Currently, the following multivariate distributions are implemented:
Family |
Name |
SklarPy Model |
|---|---|---|
Normal Mixture |
Normal / Gaussian |
mvt_normal |
Normal Mixture |
Student-T |
mvt_student_t |
Normal Mixture |
Skewed-T |
mvt_skewed_t |
Normal Mixture |
Generalized Hyperbolic |
mvt_gh |
Normal Mixture |
Symmetric Generalized Hyperbolic |
mvt_sgh |
Normal Mixture |
Hyperbolic |
mvt_hyperbolic |
Normal Mixture |
Symmetric Hyperbolic |
mvt_shyperbolic |
Normal Mixture |
Normal-Inverse Gaussian (NIG) |
mvt_nig |
Normal Mixture |
Symmetric Normal-Inverse Gaussian |
mvt_snig |
Normal Mixture |
Marginal Hyperbolic |
mvt_mh |
Normal Mixture |
Symmetric Marginal Hyperbolic |
mvt_smh |
Numerical |
Gaussian KDE |
mvt_gaussian_kde |
All Normal-Mixture models use the parameterization specified by McNeil, Frey and Embrechts (2005).
PreFitContinuousMultivariate
This is the base class for all multivariate distributions. It implements the following methods and attributes:
logpdf (log of the probability density function)
pdf (probability density function)
cdf (cumulative distribution function)
mc_cdf (Monte Carlo approximation of the cumulative distribution function)

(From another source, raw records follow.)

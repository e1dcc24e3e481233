//! Reference contracts
//!
//! Small contracts registered as dispatch tables, each exercising one
//! host capability. Every contract carries the fixture that tests it,
//! the way deployed test contracts export a `testcase` document.

mod arith;
mod cross_call;
mod destroy;
mod runtime;

use crate::address::Address;
use crate::engine::memory::MemoryEngine;
use crate::engine::DispatchTable;

/// A contract ready to deploy: symbolic name, methods, embedded fixture
pub struct ContractModule {
    pub name: &'static str,
    pub table: DispatchTable,
    pub fixture: Option<&'static str>,
}

/// All reference contracts, in deployment order
pub fn builtin() -> Vec<ContractModule> {
    vec![
        arith::module(),
        runtime::module(),
        destroy::module(),
        cross_call::module(),
    ]
}

/// Names of the reference contracts
pub fn names() -> Vec<&'static str> {
    builtin().iter().map(|m| m.name).collect()
}

/// Look up one reference contract by name (with or without `.wasm`)
pub fn find(name: &str) -> Option<ContractModule> {
    builtin()
        .into_iter()
        .find(|m| m.name == name || m.name.strip_suffix(".wasm") == Some(name))
}

/// Deploy every reference contract, returning name and address pairs
pub fn deploy_all(engine: &mut MemoryEngine) -> Vec<(&'static str, Address)> {
    builtin()
        .into_iter()
        .map(|m| {
            let fixture = m.fixture.map(str::to_string);
            (m.name, engine.deploy(m.name, m.table, fixture))
        })
        .collect()
}
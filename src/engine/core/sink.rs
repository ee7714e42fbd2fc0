use super::types::{JobOutcome, ProgressEvent};
use std::sync::Mutex;
use std::sync::mpsc::Sender;
use uuid::Uuid;

/// Receiver of everything a running job reports.
///
/// Called synchronously from the job's worker thread. Implementations must
/// tolerate non-monotonic progress: a collaborator's own progress signal can
/// move backwards (e.g. a downloader switching from the video to the audio
/// stream).
pub trait EventSink: Send + Sync {
    fn on_log(&self, line: &str);
    fn on_progress(&self, event: ProgressEvent);
    fn on_outcome(&self, outcome: JobOutcome);
}

/// Message sent by [`ChannelSink`] for each sink call
#[derive(Debug, Clone)]
pub enum JobEvent {
    Log { job_id: Uuid, line: String },
    Progress { job_id: Uuid, event: ProgressEvent },
    Outcome { job_id: Uuid, outcome: JobOutcome },
}

/// Forwards sink calls over an mpsc channel so a UI thread can drain them
/// at its own pace.
pub struct ChannelSink {
    job_id: Uuid,
    tx: Mutex<Sender<JobEvent>>,
}

impl ChannelSink {
    pub fn new(job_id: Uuid, tx: Sender<JobEvent>) -> Self {
        Self {
            job_id,
            tx: Mutex::new(tx),
        }
    }

    fn send(&self, event: JobEvent) {
        // A dropped receiver only means nobody is watching anymore.
        if let Ok(tx) = self.tx.lock() {
            let _ = tx.send(event);
        }
    }
}

impl EventSink for ChannelSink {
    fn on_log(&self, line: &str) {
        self.send(JobEvent::Log {
            job_id: self.job_id,
            line: line.to_string(),
        });
    }

    fn on_progress(&self, event: ProgressEvent) {
        self.send(JobEvent::Progress {
            job_id: self.job_id,
            event,
        });
    }

    fn on_outcome(&self, outcome: JobOutcome) {
        self.send(JobEvent::Outcome {
            job_id: self.job_id,
            outcome,
        });
    }
}

/// Discards everything
#[derive(Debug, Default, Clone, Copy)]
pub struct NullSink;

impl EventSink for NullSink {
    fn on_log(&self, _line: &str) {}
    fn on_progress(&self, _event: ProgressEvent) {}
    fn on_outcome(&self, _outcome: JobOutcome) {}
}
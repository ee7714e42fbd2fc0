mod batch;
mod compress;
mod context;
mod convert;
mod download;
mod error;
mod planner;
mod runner;
mod scan;
mod sink;
mod tools;
mod types;

pub use compress::{build_compress_cmd, compressed_output_path, run_compression_job};
pub use context::JobContext;
pub use convert::{build_convert_cmd, converted_output_path, run_conversion_job};
pub use download::{
    DEFAULT_COOKIE_FILE, DownloadProgress, DownloadStatus, build_download_cmd, extract_urls,
    format_selector, parse_output_line, parse_progress_line, run_download_job,
};
pub use error::{EngineError, Result};
pub use planner::{MAX_COMPRESSION_KBPS, plan_bitrate};
pub use runner::{
    CancelToken, CapturedOutput, ProcessExit, ProcessRunner, SystemRunner, TAIL_LINES,
    format_command, tool_name,
};
pub use scan::{
    FALLBACK_FORMATS, MediaCategory, category_for_extension, folder_extensions,
    is_convertible_input, offered_formats, scan_folder,
};
pub use sink::{ChannelSink, EventSink, JobEvent, NullSink};
pub use tools::{
    DEFAULT_DOWNLOADER, ToolLocation, ToolPaths, derive_probe_path, is_executable,
    resolve_executable,
};
pub use types::{
    CompressionRequest, ConversionMode, ConversionRequest, DerivedBitrate, DownloadRequest,
    ItemState, JobKind, JobOutcome, JobReport, JobRequest, MediaType, OutcomeStatus,
    ProgressEvent, Resolution,
};

/// Run one job to completion on the calling thread
pub fn run_job(ctx: &JobContext, request: &JobRequest) -> Result<Vec<JobOutcome>> {
    match request {
        JobRequest::Download(r) => run_download_job(ctx, r),
        JobRequest::Compression(r) => run_compression_job(ctx, r),
        JobRequest::Conversion(r) => run_conversion_job(ctx, r),
    }
}
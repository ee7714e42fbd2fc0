//! Request validation, run before any external process is spawned.

use crate::engine::core::{
    CompressionRequest, ConversionMode, ConversionRequest, DownloadRequest, EngineError,
    JobRequest, Result,
};
use std::path::Path;

/// Check every path and field of a request.
///
/// A request that fails here never reaches the process runner.
pub fn validate_request(request: &JobRequest) -> Result<()> {
    match request {
        JobRequest::Download(r) => validate_download(r),
        JobRequest::Compression(r) => validate_compression(r),
        JobRequest::Conversion(r) => validate_conversion(r).map(|_| ()),
    }
}

pub fn validate_download(request: &DownloadRequest) -> Result<()> {
    if request.urls.iter().all(|u| u.trim().is_empty()) {
        return Err(EngineError::validation("no URL to download"));
    }
    validate_destination(&request.destination_dir)
}

pub fn validate_compression(request: &CompressionRequest) -> Result<()> {
    validate_input_file(&request.input_file)?;
    validate_destination(&request.destination_dir)
}

/// Validate a conversion request and return its normalized output format
pub fn validate_conversion(request: &ConversionRequest) -> Result<String> {
    match request.mode {
        ConversionMode::SingleFile => validate_input_file(&request.source)?,
        ConversionMode::Folder => {
            if !request.source.is_dir() {
                return Err(EngineError::validation(format!(
                    "source folder does not exist: {}",
                    request.source.display()
                )));
            }
        }
    }
    let format = normalize_output_format(&request.output_format)?;
    validate_destination(&request.destination_dir)?;
    Ok(format)
}

pub fn validate_input_file(path: &Path) -> Result<()> {
    if path.as_os_str().is_empty() {
        return Err(EngineError::validation("no input file given"));
    }
    if !path.is_file() {
        return Err(EngineError::validation(format!(
            "input file does not exist: {}",
            path.display()
        )));
    }
    Ok(())
}

pub fn validate_destination(dir: &Path) -> Result<()> {
    if dir.as_os_str().is_empty() {
        return Err(EngineError::validation("no destination folder given"));
    }
    if !dir.is_dir() {
        return Err(EngineError::validation(format!(
            "destination folder does not exist: {}",
            dir.display()
        )));
    }
    Ok(())
}

/// Trim, drop a leading dot and lowercase: " .MP4 " -> "mp4"
pub fn normalize_output_format(format: &str) -> Result<String> {
    let format = format.trim().trim_start_matches('.').to_ascii_lowercase();
    if format.is_empty() {
        return Err(EngineError::validation("no output format chosen"));
    }
    if !format.chars().all(|c| c.is_ascii_alphanumeric()) {
        return Err(EngineError::validation(format!(
            "output format must be a plain extension, got '{}'",
            format
        )));
    }
    Ok(format)
}
use std::fs;
use std::path::{Path, PathBuf};
use std::process::Command;
use std::sync::Mutex;
use vidtool::engine::{EventSink, JobOutcome, ProgressEvent, ToolPaths};

/// Program followed by its arguments, for assertions
pub fn args_of(cmd: &Command) -> Vec<String> {
    std::iter::once(cmd.get_program())
        .chain(cmd.get_args())
        .map(|a| a.to_string_lossy().into_owned())
        .collect()
}

pub fn touch(dir: &Path, name: &str) -> PathBuf {
    let path = dir.join(name);
    fs::write(&path, b"fake media").unwrap();
    path
}

/// Like [`touch`], with the execute bits set so tool resolution accepts it
pub fn touch_tool(dir: &Path, name: &str) -> PathBuf {
    let path = touch(dir, name);
    #[cfg(unix)]
    {
        use std::os::unix::fs::PermissionsExt;
        fs::set_permissions(&path, fs::Permissions::from_mode(0o755)).unwrap();
    }
    path
}

/// Placeholder ffmpeg, ffprobe and yt-dlp files inside `dir`. They only
/// need to be executable files; a `FakeRunner` never runs them.
pub fn fake_tools(dir: &Path) -> ToolPaths {
    let ffmpeg = touch_tool(dir, "ffmpeg");
    touch_tool(dir, "ffprobe");
    let downloader = touch_tool(dir, "yt-dlp");
    ToolPaths::new(Some(ffmpeg), Some(downloader))
}

/// Keeps every event for later inspection
#[derive(Default)]
pub struct RecordingSink {
    pub logs: Mutex<Vec<String>>,
    pub progress: Mutex<Vec<ProgressEvent>>,
    pub outcomes: Mutex<Vec<JobOutcome>>,
}

impl RecordingSink {
    pub fn logs(&self) -> Vec<String> {
        self.logs.lock().unwrap().clone()
    }

    pub fn fractions(&self) -> Vec<f64> {
        self.progress
            .lock()
            .unwrap()
            .iter()
            .map(|e| e.fraction)
            .collect()
    }

    pub fn outcomes(&self) -> Vec<JobOutcome> {
        self.outcomes.lock().unwrap().clone()
    }
}

impl EventSink for RecordingSink {
    fn on_log(&self, line: &str) {
        self.logs.lock().unwrap().push(line.to_string());
    }

    fn on_progress(&self, event: ProgressEvent) {
        self.progress.lock().unwrap().push(event);
    }

    fn on_outcome(&self, outcome: JobOutcome) {
        self.outcomes.lock().unwrap().push(outcome);
    }
}
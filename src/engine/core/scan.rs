use std::collections::BTreeSet;
use std::path::{Path, PathBuf};
use walkdir::WalkDir;

/// Broad family a file extension belongs to
#[derive(Debug, Clone, Copy, PartialEq, Eq)]
pub enum MediaCategory {
    Video,
    Audio,
    Image,
    Document,
    Archive,
}

impl MediaCategory {
    pub const ALL: [MediaCategory; 5] = [
        MediaCategory::Video,
        MediaCategory::Audio,
        MediaCategory::Image,
        MediaCategory::Document,
        MediaCategory::Archive,
    ];

    pub fn extensions(self) -> &'static [&'static str] {
        match self {
            MediaCategory::Video => VIDEO_EXTENSIONS,
            MediaCategory::Audio => AUDIO_EXTENSIONS,
            MediaCategory::Image => IMAGE_EXTENSIONS,
            MediaCategory::Document => DOCUMENT_EXTENSIONS,
            MediaCategory::Archive => ARCHIVE_EXTENSIONS,
        }
    }

    /// Whether files of this family are picked up by a folder conversion
    pub fn is_folder_input(self) -> bool {
        !matches!(self, MediaCategory::Archive)
    }
}

const VIDEO_EXTENSIONS: &[&str] = &["mp4", "mkv", "avi", "mov", "webm", "flv"];
const AUDIO_EXTENSIONS: &[&str] = &["mp3", "aac", "wav", "flac", "ogg", "m4a"];
const IMAGE_EXTENSIONS: &[&str] = &["jpg", "jpeg", "png", "gif", "bmp", "webp"];
const DOCUMENT_EXTENSIONS: &[&str] = &["pdf", "docx", "txt", "xlsx", "pptx"];
const ARCHIVE_EXTENSIONS: &[&str] = &["zip", "tar", "gz", "rar", "7z"];

/// Offered when none of the scanned extensions is recognized
pub const FALLBACK_FORMATS: &[&str] = &["mp4", "mp3", "png", "pdf"];

/// Category for an extension, case-insensitive, with or without a leading dot
pub fn category_for_extension(ext: &str) -> Option<MediaCategory> {
    let ext = ext.trim_start_matches('.').to_ascii_lowercase();
    MediaCategory::ALL
        .into_iter()
        .find(|c| c.extensions().contains(&ext.as_str()))
}

fn extension_of(path: &Path) -> Option<String> {
    path.extension()
        .and_then(|e| e.to_str())
        .map(|e| e.to_ascii_lowercase())
}

/// Whether a folder conversion should pick this file up
pub fn is_convertible_input(path: &Path) -> bool {
    extension_of(path)
        .and_then(|e| category_for_extension(&e))
        .is_some_and(MediaCategory::is_folder_input)
}

/// Output formats to offer for a set of input extensions.
///
/// The union of every recognized extension's category, sorted and without
/// duplicates. Falls back to [`FALLBACK_FORMATS`] when nothing is recognized.
pub fn offered_formats<S: AsRef<str>>(extensions: &[S]) -> Vec<String> {
    let mut formats: BTreeSet<&'static str> = BTreeSet::new();
    for ext in extensions {
        if let Some(category) = category_for_extension(ext.as_ref()) {
            formats.extend(category.extensions().iter().copied());
        }
    }
    if formats.is_empty() {
        formats.extend(FALLBACK_FORMATS.iter().copied());
    }
    formats.into_iter().map(str::to_string).collect()
}

/// Distinct lowercase extensions of the files directly inside `dir`
pub fn folder_extensions(dir: &Path) -> Vec<String> {
    let set: BTreeSet<String> = list_files(dir)
        .iter()
        .filter_map(|p| extension_of(p))
        .collect();
    set.into_iter().collect()
}

/// Files directly inside `dir` that a folder conversion would process,
/// ordered by file name. Subfolders are not descended into.
pub fn scan_folder(dir: &Path) -> Vec<PathBuf> {
    list_files(dir)
        .into_iter()
        .filter(|p| is_convertible_input(p))
        .collect()
}

fn list_files(dir: &Path) -> Vec<PathBuf> {
    WalkDir::new(dir)
        .min_depth(1)
        .max_depth(1)
        .follow_links(false)
        .sort_by_file_name()
        .into_iter()
        .filter_map(|e| e.ok())
        .filter(|e| e.file_type().is_file())
        .map(|e| e.into_path())
        .collect()
}
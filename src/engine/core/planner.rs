use super::types::DerivedBitrate;

/// Bitrate used when no size target is given ("maximum compression")
pub const MAX_COMPRESSION_KBPS: u64 = 500;

const BYTES_PER_MB: u64 = 1024 * 1024;

/// Compute a constant bitrate that lands the output near `target_size_mb`.
///
/// `target_size_mb == 0` selects [`MAX_COMPRESSION_KBPS`] whatever the
/// duration. Otherwise the result is
/// `floor(target_size_mb * 1024 * 1024 * 8 / duration_s / 1000)`.
///
/// The caller must reject `duration_s <= 0` before calling; the planner does
/// not substitute a default for a missing duration.
///
/// No clamping is applied. A tiny target over a long clip can plan 0 kbps and
/// a large target over a very short clip can plan more than the source
/// carries; the encoder simply won't exceed what the content needs.
pub fn plan_bitrate(target_size_mb: u32, duration_s: f64) -> DerivedBitrate {
    if target_size_mb == 0 {
        return DerivedBitrate {
            kbps: MAX_COMPRESSION_KBPS,
        };
    }

    debug_assert!(
        duration_s > 0.0,
        "plan_bitrate called with non-positive duration {}",
        duration_s
    );

    let target_bits = target_size_mb as u64 * BYTES_PER_MB * 8;
    let kbps = (target_bits as f64 / duration_s / 1000.0).floor();

    DerivedBitrate { kbps: kbps as u64 }
}
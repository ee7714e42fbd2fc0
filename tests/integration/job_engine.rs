// JobEngine: submit on a worker thread, wait, report

use crate::common::{FakeRunner, RecordingSink, ScriptedRun, fake_tools, touch};
use std::fs;
use std::sync::Arc;
use tempfile::TempDir;
use vidtool::engine::{
    ChannelSink, CompressionRequest, ConversionMode, ConversionRequest, DownloadRequest,
    EngineError, JobEngine, JobEvent, JobKind, JobRequest, MediaType, Resolution, ToolPaths,
};

fn conversion(dir: &TempDir) -> JobRequest {
    let src = dir.path().join("src");
    fs::create_dir_all(&src).unwrap();
    touch(&src, "a.mp4");
    touch(&src, "b.mkv");
    JobRequest::Conversion(ConversionRequest {
        mode: ConversionMode::Folder,
        source: src,
        output_format: "webm".to_string(),
        destination_dir: dir.path().to_path_buf(),
    })
}

#[test]
fn submitted_job_reports_its_outcomes() {
    let dir = TempDir::new().unwrap();
    let bin = dir.path().join("bin");
    fs::create_dir(&bin).unwrap();
    let runner = Arc::new(FakeRunner::new());
    let engine = JobEngine::with_runner(fake_tools(&bin), runner.clone());
    let sink = Arc::new(RecordingSink::default());

    let handle = engine.submit(conversion(&dir), sink.clone());
    let id = handle.id();
    let report = handle.wait().unwrap();

    assert_eq!(report.job_id, id);
    assert_eq!(report.kind, JobKind::Conversion);
    assert_eq!(report.succeeded(), 2);
    assert_eq!(report.failed(), 0);
    assert_eq!(sink.outcomes(), report.outcomes);
    assert_eq!(runner.run_count(), 2);
    assert_eq!(engine.active_count(), 0);
}

#[test]
fn job_level_error_is_logged_once_and_returned() {
    let dir = TempDir::new().unwrap();
    let input = touch(dir.path(), "clip.mp4");
    let engine = JobEngine::with_runner(ToolPaths::default(), Arc::new(FakeRunner::new()));
    let sink = Arc::new(RecordingSink::default());

    let handle = engine.submit(
        JobRequest::Compression(CompressionRequest {
            input_file: input,
            target_size_mb: 8,
            destination_dir: dir.path().to_path_buf(),
        }),
        sink.clone(),
    );
    let err = handle.wait().unwrap_err();

    assert!(matches!(err, EngineError::Configuration(_)));
    let aborted: Vec<String> = sink
        .logs()
        .into_iter()
        .filter(|l| l.contains("aborted"))
        .collect();
    assert_eq!(aborted.len(), 1);
    assert!(aborted[0].starts_with("compression job aborted"));
    assert!(sink.outcomes().is_empty());
}

#[test]
fn cancelled_download_still_reports_every_url() {
    let dir = TempDir::new().unwrap();
    let bin = dir.path().join("bin");
    fs::create_dir(&bin).unwrap();
    let runner = Arc::new(FakeRunner::new().script([ScriptedRun::ok(), ScriptedRun::cancelled()]));
    let engine = JobEngine::with_runner(fake_tools(&bin), runner.clone());

    let handle = engine.submit(
        JobRequest::Download(DownloadRequest {
            urls: vec![
                "https://a.example/1".to_string(),
                "https://b.example/2".to_string(),
                "https://c.example/3".to_string(),
            ],
            resolution: Resolution::Best,
            media_type: MediaType::Both,
            destination_dir: dir.path().to_path_buf(),
            cookie_file: None,
        }),
        Arc::new(RecordingSink::default()),
    );
    let report = handle.wait().unwrap();

    assert_eq!(report.outcomes.len(), 3);
    assert!(report.outcomes[0].is_success());
    assert_eq!(report.outcomes[1].detail, "cancelled");
    assert_eq!(report.outcomes[2].detail, "cancelled");
    assert_eq!(runner.run_count(), 2);
}

#[test]
fn concurrent_jobs_stay_independent() {
    let first = TempDir::new().unwrap();
    let second = TempDir::new().unwrap();
    let bin = TempDir::new().unwrap();
    let engine = JobEngine::with_runner(fake_tools(bin.path()), Arc::new(FakeRunner::new()));

    let (tx, rx) = std::sync::mpsc::channel();
    let a = engine.submit(
        conversion(&first),
        Arc::new(ChannelSink::new(uuid::Uuid::nil(), tx.clone())),
    );
    let b = engine.submit(conversion(&second), Arc::new(ChannelSink::new(uuid::Uuid::nil(), tx)));
    assert_ne!(a.id(), b.id());

    let ra = a.wait().unwrap();
    let rb = b.wait().unwrap();
    assert_eq!(ra.succeeded(), 2);
    assert_eq!(rb.succeeded(), 2);

    let outcome_events = rx
        .try_iter()
        .filter(|e| matches!(e, JobEvent::Outcome { .. }))
        .count();
    assert_eq!(outcome_events, 4);
}
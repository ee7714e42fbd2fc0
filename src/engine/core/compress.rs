use super::context::JobContext;
use super::error::{EngineError, Result};
use super::planner::plan_bitrate;
use super::runner::tool_name;
use super::tools::ToolLocation;
use super::types::{CompressionRequest, DerivedBitrate, JobOutcome};
use crate::engine::probe::{ProbedDuration, probe_duration};
use crate::engine::validate::validate_compression;
use std::path::{Path, PathBuf};
use std::process::Command;
use tracing::{info, warn};

const COMPRESSED_SUFFIX: &str = "_compressed";
const COMPRESSED_EXTENSION: &str = "mp4";

/// `<dest>/<stem>_compressed.mp4`
pub fn compressed_output_path(input: &Path, destination_dir: &Path) -> PathBuf {
    let stem = input
        .file_stem()
        .map(|s| s.to_string_lossy().into_owned())
        .unwrap_or_else(|| "output".to_string());
    destination_dir.join(format!(
        "{}{}.{}",
        stem, COMPRESSED_SUFFIX, COMPRESSED_EXTENSION
    ))
}

/// Constant-bitrate re-encode: average, buffer and ceiling all pinned to the
/// same rate.
pub fn build_compress_cmd(
    transcoder: &Path,
    input: &Path,
    output: &Path,
    bitrate: DerivedBitrate,
) -> Command {
    let rate = bitrate.as_ffmpeg_arg();
    let mut cmd = Command::new(transcoder);
    cmd.arg("-i").arg(input);
    cmd.args(["-b:v", &rate, "-bufsize", &rate, "-maxrate", &rate]);
    cmd.arg("-y").arg(output);
    cmd
}

/// Known duration in seconds, or a probe error
fn probed_seconds(ctx: &JobContext, tools: &ToolLocation, input: &Path) -> Result<f64> {
    match probe_duration(ctx.runner.as_ref(), tools, input)? {
        ProbedDuration::Known(seconds) => Ok(seconds),
        ProbedDuration::Unknown => Err(EngineError::Probe {
            path: input.to_path_buf(),
            reason: "duration is zero or unknown".to_string(),
        }),
    }
}

/// Validate → Probe → Plan → Transcode → Report, for a single file.
///
/// Request and tool problems are job-level and return `Err` before the file
/// is touched. Once probing starts the file gets exactly one outcome: a
/// failed probe or transcode becomes a failure outcome, and a failed probe
/// never falls back to a default bitrate.
pub fn run_compression_job(
    ctx: &JobContext,
    request: &CompressionRequest,
) -> Result<Vec<JobOutcome>> {
    validate_compression(request)?;
    let tools = ctx.tools.transcoder()?;
    let input = &request.input_file;
    let item = input.display().to_string();

    ctx.log(format!("Probing duration of {}", item));
    let duration = match probed_seconds(ctx, &tools, input) {
        Ok(seconds) => seconds,
        Err(e) => {
            warn!(file = %item, error = %e, "probe failed, not compressing");
            ctx.progress(0.0, "Compression failed");
            ctx.log(format!("Compression failed: {}", e));
            let outcome = JobOutcome::failure(item, e.to_string());
            ctx.outcome(outcome.clone());
            return Ok(vec![outcome]);
        }
    };

    let bitrate = plan_bitrate(request.target_size_mb, duration);
    let output = compressed_output_path(input, &request.destination_dir);
    info!(
        file = %item,
        duration_s = duration,
        target_mb = request.target_size_mb,
        kbps = bitrate.kbps,
        "planned compression"
    );
    ctx.log(format!(
        "Duration {:.2}s, target {} MB, bitrate {}",
        duration, request.target_size_mb, bitrate
    ));

    if ctx.cancel.is_cancelled() {
        let outcome = JobOutcome::failure(item, "cancelled");
        ctx.outcome(outcome.clone());
        return Ok(vec![outcome]);
    }

    let cmd = build_compress_cmd(&tools.transcoder, input, &output, bitrate);
    let tool = tool_name(&cmd);
    ctx.progress(0.0, format!("Compressing {}", item));

    let result = ctx
        .runner
        .run(cmd, &ctx.cancel, &mut |line| ctx.log(line))
        .and_then(|exit| exit.into_result(&tool));

    let outcome = match result {
        Ok(()) => {
            ctx.progress(1.0, "Compression finished");
            ctx.log(format!("Compressed file written to {}", output.display()));
            JobOutcome::success(item, format!("compressed at {}", bitrate), Some(output))
        }
        Err(e) => {
            ctx.progress(0.0, "Compression failed");
            ctx.log(format!("Compression failed: {}", e));
            JobOutcome::failure(item, e.to_string())
        }
    };
    ctx.outcome(outcome.clone());
    Ok(vec![outcome])
}
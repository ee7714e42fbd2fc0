mod app;
mod cli;

use tracing::Level;

fn main() {
    let cli = cli::parse();

    let level = match cli.verbose {
        0 => Level::WARN,
        1 => Level::DEBUG,
        _ => Level::TRACE,
    };
    tracing_subscriber::fmt()
        .with_max_level(level)
        .with_target(false)
        .with_writer(std::io::stderr)
        .init();

    app::run(cli);
}
use super::error::{EngineError, Result};
use std::env;
use std::fs;
use std::path::{Path, PathBuf};

/// Name fragment the transcoder binary must contain for the probe to be derivable
const TRANSCODER_STEM: &str = "ffmpeg";
const PROBE_STEM: &str = "ffprobe";

/// Default downloader executable, looked up on PATH
pub const DEFAULT_DOWNLOADER: &str = "yt-dlp";

/// Resolved transcoder and its sibling probe executable
#[derive(Debug, Clone, PartialEq, Eq)]
pub struct ToolLocation {
    pub transcoder: PathBuf,
    pub probe: PathBuf,
}

impl ToolLocation {
    /// Validate a configured transcoder path and derive the probe next to it.
    ///
    /// The probe itself is not checked here: a missing probe only matters to
    /// jobs that probe, and surfaces there as a probe error.
    pub fn from_transcoder(path: &Path) -> Result<Self> {
        if path.as_os_str().is_empty() {
            return Err(EngineError::configuration(
                "transcoder path is not configured (run `vidtool set-ffmpeg <path>`)",
            ));
        }
        let transcoder = resolve_executable(path).ok_or_else(|| {
            EngineError::configuration(format!(
                "transcoder not found or not executable: {}",
                path.display()
            ))
        })?;
        let probe = derive_probe_path(&transcoder)?;
        Ok(Self { transcoder, probe })
    }
}

/// Derive the probe executable from the transcoder path.
///
/// `.../ffmpeg.exe` becomes `.../ffprobe.exe`, `/usr/bin/ffmpeg-6` becomes
/// `/usr/bin/ffprobe-6`. Fails when the file name does not contain `ffmpeg`
/// (case-insensitive), since there is then no sibling to guess.
pub fn derive_probe_path(transcoder: &Path) -> Result<PathBuf> {
    let file_name = transcoder
        .file_name()
        .and_then(|n| n.to_str())
        .ok_or_else(|| {
            EngineError::configuration(format!(
                "transcoder path has no usable file name: {}",
                transcoder.display()
            ))
        })?;

    let lower = file_name.to_ascii_lowercase();
    let idx = lower.find(TRANSCODER_STEM).ok_or_else(|| {
        EngineError::configuration(format!(
            "cannot derive probe location from '{}': file name does not contain '{}'",
            file_name, TRANSCODER_STEM
        ))
    })?;

    let probe_name = format!(
        "{}{}{}",
        &file_name[..idx],
        PROBE_STEM,
        &file_name[idx + TRANSCODER_STEM.len()..]
    );
    Ok(transcoder.with_file_name(probe_name))
}

/// A regular file the current user may run. On unix at least one execute
/// bit must be set.
pub fn is_executable(path: &Path) -> bool {
    let Ok(meta) = fs::metadata(path) else {
        return false;
    };
    if !meta.is_file() {
        return false;
    }
    #[cfg(unix)]
    {
        use std::os::unix::fs::PermissionsExt;
        meta.permissions().mode() & 0o111 != 0
    }
    #[cfg(not(unix))]
    {
        true
    }
}

/// Resolve an executable: paths with a directory component must exist as
/// executable files, bare names are searched on PATH.
pub fn resolve_executable(path: &Path) -> Option<PathBuf> {
    let has_dir = path
        .parent()
        .is_some_and(|p| !p.as_os_str().is_empty());

    if has_dir || path.is_absolute() {
        return is_executable(path).then(|| path.to_path_buf());
    }
    if is_executable(path) {
        return Some(path.to_path_buf());
    }

    let search = env::var_os("PATH")?;
    env::split_paths(&search).find_map(|dir| {
        let candidate = dir.join(path);
        if is_executable(&candidate) {
            return Some(candidate);
        }
        if cfg!(windows) {
            let exe = candidate.with_extension("exe");
            if is_executable(&exe) {
                return Some(exe);
            }
        }
        None
    })
}

/// Configured tool paths, as read from the persisted configuration
#[derive(Debug, Clone, Default, PartialEq, Eq)]
pub struct ToolPaths {
    pub transcoder: Option<PathBuf>,
    pub downloader: Option<PathBuf>,
}

impl ToolPaths {
    pub fn new(transcoder: Option<PathBuf>, downloader: Option<PathBuf>) -> Self {
        Self {
            transcoder,
            downloader,
        }
    }

    pub fn transcoder(&self) -> Result<ToolLocation> {
        match &self.transcoder {
            Some(path) => ToolLocation::from_transcoder(path),
            None => Err(EngineError::configuration(
                "transcoder path is not configured (run `vidtool set-ffmpeg <path>`)",
            )),
        }
    }

    pub fn downloader(&self) -> Result<PathBuf> {
        let wanted = self
            .downloader
            .clone()
            .unwrap_or_else(|| PathBuf::from(DEFAULT_DOWNLOADER));
        resolve_executable(&wanted).ok_or_else(|| {
            EngineError::configuration(format!(
                "downloader not found: {}",
                wanted.display()
            ))
        })
    }
}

rvs (random variate generator / sampler)
likelihood (likelihood function)
loglikelihood (log of the likelihood function)
aic (Akaike Information Criterion)
bic (Bayesian Information Criterion)
marginal_pairplot (pairplot of the marginal distributions)
pdf_plot (plot of the probability density function)
cdf_plot (plot of the cumulative distribution function)
mc_cdf_plot (plot of the Monte Carlo approximation of the cumulative distribution function)
num_params (The number of parameters in the distribution)
num_scalar_params (The number of scalar values across all parameters in the distribution)
fit (fitting the distribution to data)
mc_cdf is a numerical approximation of the cumulative distribution function. This is usually necessary for distributions that do not have a closed form cumulative distribution function, as the numerical integration alternative is computationally expensive.
num_params is the number of parameter objects in the distribution, i.e. a vector / matrix is counted as 1. num_scalar_params counts the number of unique scalar values across all parameter objects.
Also note that pdf and cdf plots are only implemented for 2-dimensional distributions.
FittedContinuousMultivariate
This class is the fitted version of PreFitContinuousMultivariate’s subclasses. It implements the same methods as PreFitContinuousMultivariate, but does not require params as an argument. It also implements the following additional methods and attributes:
params (the fitted parameters)
num_variables (the number of variables the distribution is fitted too)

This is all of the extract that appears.